### [Stored items]
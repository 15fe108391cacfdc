//! Hardest-card report.
//!
//! Ties are listed in tracker order, which is ascending term order.

use std::fmt;

use crate::core::MissTracker;

/// Message shown after the miss counts are cleared.
pub const RESET_MESSAGE: &str = "Card statistics have been reset.";

/// The card or cards with the most misses.
#[derive(Debug, Clone, PartialEq, Eq)]
pub enum HardestCards {
    /// Nothing tracked, or every count is zero.
    NoErrors,
    /// A single card holds the highest count.
    Single { term: String, count: u32 },
    /// Several cards share the highest count.
    Tied { terms: Vec<String> },
}

impl fmt::Display for HardestCards {
    fn fmt(&self, f: &mut fmt::Formatter<'_>) -> fmt::Result {
        match self {
            Self::NoErrors => write!(f, "There are no cards with errors."),
            Self::Single { term, count } => write!(
                f,
                "The hardest card is \"{}\". You have {} errors answering it.",
                term, count
            ),
            Self::Tied { terms } => {
                let quoted: Vec<String> = terms.iter().map(|t| format!("\"{}\"", t)).collect();
                write!(f, "The hardest cards are {}.", quoted.join(", "))
            }
        }
    }
}

/// Find the hardest card(s) in `tracker`.
pub fn hardest_card(tracker: &MissTracker) -> HardestCards {
    let max = tracker.iter().map(|(_, count)| count).max().unwrap_or(0);
    if max == 0 {
        return HardestCards::NoErrors;
    }

    let mut terms: Vec<String> = tracker
        .iter()
        .filter(|(_, count)| *count == max)
        .map(|(term, _)| term.to_string())
        .collect();

    if terms.len() == 1 {
        HardestCards::Single {
            term: terms.remove(0),
            count: max,
        }
    } else {
        HardestCards::Tied { terms }
    }
}

/// Clear every miss count and return the confirmation message.
pub fn reset_stats(tracker: &mut MissTracker) -> &'static str {
    tracker.reset_all();
    tracing::debug!(tracked = tracker.len(), "card statistics reset");
    RESET_MESSAGE
}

### [Work to complete]
The lines to return are those in the entries above that hold "statistics".

### [Written answer]
pub const RESET_MESSAGE: &str = "Card statistics have been reset.";
    tracing::debug!(tracked = tracker.len(), "card statistics reset");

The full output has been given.